Vale, también me preguntó cómo estaba y me contó algunas cosas de esas que le cuentas a tus amigos de verdad.
Yo no se lo pedí.
Empecé a leerme aquello que escribió, pero no lo terminé porque, obviamente, tengo otras muchas cosas que hacer, era Navidad y en mi listado de tareas importantes pendientes no estaba leerme, por compromiso, aquello.
Lo haría en otro momento.
Llegó el final del año, me felicitó las Fiestas y yo no lo vi.
Me escribió un mensaje larguísimo donde me decía, entre otras muchas cosas, que se había decepcionado muchísimo conmigo. Que no le contesté. Que ella siempre me había tenido un cariño muy especial y pensaba que por mi parte era igual; que vaya chasco, y que de haber sabido que yo iba a acabar siendo así, no me hubiera vuelto a buscar.
Esto me ha hecho pensar bastante y grabarme a fuego unas cuantas cosas.
Que mis límites los pongo yo, y los tuyos, tú.
Que no estoy forzada a tener relación con cada persona que se acerque a mí, ni tú tampoco.
Mucho menos si ese acercamiento es a través de una red social y no hay absolutamente nada que nos una.
Que no es mi trabajo, y que dedicarles el tiempo que quiero y solo con quién quiero está bien. Está muy bien de hecho.
Que la admiración mal gestionada, y trasmitida, es muy, muy delicada.

Que no podemos creer que en cuatro fotos y textos está la verdad absoluta de la vida ni de la personalidad de nadie, ni confundir la amabilidad con el interés.
Que no puedes esperar la Luna de alguien que todavía no te ha tendido la mano.
Que en la reciprocidad está la clave del éxito en cualquier relación, sea de la índole que sea.
Y que en tu vida tiene que entrar quién tú quieras que entre, no quien desee hacerlo.
A veces se nos olvida lo expuestos que estamos con las redes sociales a que personas que no queremos que sepan nada de nosotros puedan hacerlo a través de ellas.
También lo fácil que es hacerse un perfil falso haciéndote pasar por alguien que no eres o que, directamente, no existe.
Lo peligroso que es eso de ‘bichear’; que levante la mano quien no lo haya hecho y alguna vez haya sufrido por ello, que le invito a unos churros.
Y que hay personas que las utilizan para hacer daño a otras porque la pantalla les protege, pero que en realidad carecen de la valentía necesaria para plantarse delante de ellas.

Las redes pueden ser, son, a veces una maravilla y otras una verdadera mierda.
Quien diga que sus redes están en todo momento exentas de toxicidad, miente.
Siempre va a haber alguien que te juzgue.
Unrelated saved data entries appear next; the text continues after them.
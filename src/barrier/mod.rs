/// Fault barrier for concurrent failure recovery
///
/// This module provides the recovery gate and its injection points:
/// - The barrier itself, which runs operations and coordinates recovery
/// - Readers-writer lock abstraction and the reentrant default lock
/// - Recovery strategies (re-invoke, fallback value, closures)
/// - Observers notified of failures and fatal errors
///
/// # Architecture
///
/// ```text
///  caller ──execute──▶ ┌──────────────────────────────────┐
///                      │ FaultBarrier                     │
///                      │  shared lock: run operation      │──recover──▶ FaultObserver
///                      │  exclusive lock: ticket == epoch?│
///                      └───────┬──────────────────┬───────┘
///                              │ yes              │ no
///                              ↓                  ↓
///                      ┌──────────────────┐  Outcome::Superseded
///                      │ RecoveryStrategy │
///                      │  epoch += 1      │──abort (on error)──▶ FaultObserver
///                      └──────────────────┘
/// ```
///
/// # Usage Example
///
/// ```rust,ignore
/// use fault_barrier::{FaultBarrier, Outcome};
/// use std::sync::Arc;
///
/// let barrier = Arc::new(FaultBarrier::new());
///
/// // Fails once, then the default strategy re-invokes it
/// let outcome = barrier.execute(|| connection.query("SELECT 1"))?;
///
/// match outcome {
///     Outcome::Completed(rows) | Outcome::Recovered(rows) => consume(rows),
///     Outcome::Superseded => {
///         // Someone else already reconnected; try again on the fresh connection
///     }
/// }
/// # Ok::<(), anyhow::Error>(())
/// ```
pub mod gate;
pub mod lock;
pub mod observer;
pub mod strategy;

// Re-export main types for convenience
pub use gate::{FaultBarrier, Outcome};
pub use lock::{RecoveryLock, ReentrantReadGuard, ReentrantRwLock, ReentrantWriteGuard};
pub use observer::{FaultObserver, TracingObserver, ABORT_MESSAGE, RECOVER_MESSAGE};
pub use strategy::{recover_fn, Fallback, Operation, RecoverFn, RecoveryStrategy, Reinvoke};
Lo que haces y como lo haces. Hasta con quién.
Alguien a quien tu felicidad no le siente bien, le de coraje, como decimos aquí.
Que te tenga manía o tirria solo por lo que eres y por quién eres.
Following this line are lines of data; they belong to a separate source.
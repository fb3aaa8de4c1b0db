/// Observers for abnormal execution flows of the fault barrier
///
/// Observers are a side channel: they are told about every failure the
/// barrier catches and about every fatal error that escapes a recovery
/// attempt, but they never change the outcome of a call.
use crate::settings::Severity;
use std::fmt;
use std::sync::Arc;
use tracing::Level;

/// Message recorded when a failure is caught on the normal path
pub const RECOVER_MESSAGE: &str = "Encountered failure";

/// Message recorded when the recovery attempt itself failed
pub const ABORT_MESSAGE: &str = "Abort recovery";

/// Observer trait
///
/// Implementations must not panic. They are invoked while the barrier holds
/// its lock, so slow observers slow down every caller sharing the barrier.
pub trait FaultObserver<E: ?Sized>: Send + Sync {
    /// A failure occurred from which the barrier will try to recover
    fn recover(&self, failure: &E);

    /// The recovery attempt failed with a fatal error
    fn abort(&self, fatal: &E);
}

impl<E: ?Sized, O: FaultObserver<E> + ?Sized> FaultObserver<E> for &O {
    fn recover(&self, failure: &E) {
        (**self).recover(failure)
    }

    fn abort(&self, fatal: &E) {
        (**self).abort(fatal)
    }
}

impl<E: ?Sized, O: FaultObserver<E> + ?Sized> FaultObserver<E> for Arc<O> {
    fn recover(&self, failure: &E) {
        (**self).recover(failure)
    }

    fn abort(&self, fatal: &E) {
        (**self).abort(fatal)
    }
}

/// Default observer that reports to `tracing`
///
/// Every notification becomes one event at the configured severity carrying
/// the message and the causing error. Whether the event is recorded is up to
/// the installed subscriber: notifications below its threshold are dropped.
#[derive(Debug, Clone, Copy, PartialEq, Eq)]
pub struct TracingObserver {
    severity: Severity,
}

impl TracingObserver {
    /// Create observer emitting events at `severity`
    pub fn new(severity: Severity) -> Self {
        Self { severity }
    }

    /// Severity at which notifications are emitted
    pub fn severity(&self) -> Severity {
        self.severity
    }

    /// `tracing` level at which notifications are emitted
    pub fn level(&self) -> Level {
        self.severity.into()
    }

    fn log(&self, message: &str, cause: &dyn fmt::Display) {
        // `tracing` needs the level at the call site, hence one arm per severity
        match self.severity {
            Severity::Error => tracing::error!(error = %cause, "{}", message),
            Severity::Warn => tracing::warn!(error = %cause, "{}", message),
            Severity::Info => tracing::info!(error = %cause, "{}", message),
            Severity::Debug => tracing::debug!(error = %cause, "{}", message),
            Severity::Trace => tracing::trace!(error = %cause, "{}", message),
        }
    }
}

impl Default for TracingObserver {
    fn default() -> Self {
        Self::new(Severity::Info)
    }
}

impl<E: fmt::Display + ?Sized> FaultObserver<E> for TracingObserver {
    fn recover(&self, failure: &E) {
        self.log(RECOVER_MESSAGE, &failure)
    }

    fn abort(&self, fatal: &E) {
        self.log(ABORT_MESSAGE, &fatal)
    }
}
/// Assertion helpers over journaled events
use super::recording::{Event, Journal};
use anyhow::Result;

/// Assert the journal contains exactly `expected`, in order
pub fn assert_events(journal: &Journal, expected: &[Event]) -> Result<()> {
    let actual = journal.events();

    anyhow::ensure!(
        actual == expected,
        "Unexpected event sequence\n  expected: {:?}\n    actual: {:?}",
        expected,
        actual
    );

    Ok(())
}

/// Assert the exclusive lock was never taken
pub fn assert_never_exclusive(journal: &Journal) -> Result<()> {
    anyhow::ensure!(
        journal.count(&Event::ExclusiveLock) == 0,
        "Exclusive lock acquired on a path that should not recover: {:?}",
        journal.events()
    );

    Ok(())
}

/// Assert the observer was never notified
pub fn assert_observer_silent(journal: &Journal) -> Result<()> {
    let notifications =
        journal.count_matching(|e| matches!(e, Event::Recover(_) | Event::Abort(_)));

    anyhow::ensure!(
        notifications == 0,
        "Observer received {} notifications: {:?}",
        notifications,
        journal.events()
    );

    Ok(())
}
Porque en el fondo le encanta, y eso es lo que le viene grande.

Menos mal que lo que abunda es lo contrario, personas buenas y emocionalmente sanas que se quedan en tus redes porque lo que compartes les hace sentir solo cosas bonitas.
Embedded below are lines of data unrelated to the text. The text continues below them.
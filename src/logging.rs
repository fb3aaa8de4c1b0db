/// Tracing subscriber setup
///
/// Libraries embedding a fault barrier usually install their own subscriber.
/// This helper is for binaries, tests and benchmarks that just want the
/// barrier's notifications on stderr.
use crate::settings::Severity;
use crate::{BarrierError, BarrierResult};
use tracing_subscriber::EnvFilter;

/// Install a global fmt subscriber
///
/// `RUST_LOG` takes precedence; `fallback` is used when it is unset or does
/// not parse. Fails if a global subscriber is already installed.
pub fn init_subscriber(fallback: Severity) -> BarrierResult<()> {
    let filter = EnvFilter::try_from_default_env()
        .unwrap_or_else(|_| EnvFilter::new(fallback.as_str()));

    tracing_subscriber::fmt()
        .with_env_filter(filter)
        .with_writer(std::io::stderr)
        .with_target(true)
        .try_init()
        .map_err(|e| BarrierError::Logging(e.to_string()))
}
#![allow(dead_code)]

/// Common test utilities for fault barrier integration tests
///
/// This module provides shared functionality including:
/// - An event journal shared by every recording component
/// - A recording lock and a recording observer
/// - Scripted operations and recording strategies
/// - Assertion helpers over recorded events
pub mod assertions;
pub mod recording;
Que no esperan nada a cambio, igual que no lo espero yo de aquellas a las que sigo porque admiro lo que hacen o lo que son.
Pero lo admiro de verdad, sin tintes de nada.
Hay que aprender a decir que no, que hasta aquí.
Y entender que un silencio es, a veces, justo a eso. Un no.
No lo fuerces, no dejes que te fuercen.
Forma parte de esa paz y tranquilidad mental que todos nos debemos y merecemos.
Feliz viernes y, como siempre, un abrazo eterno.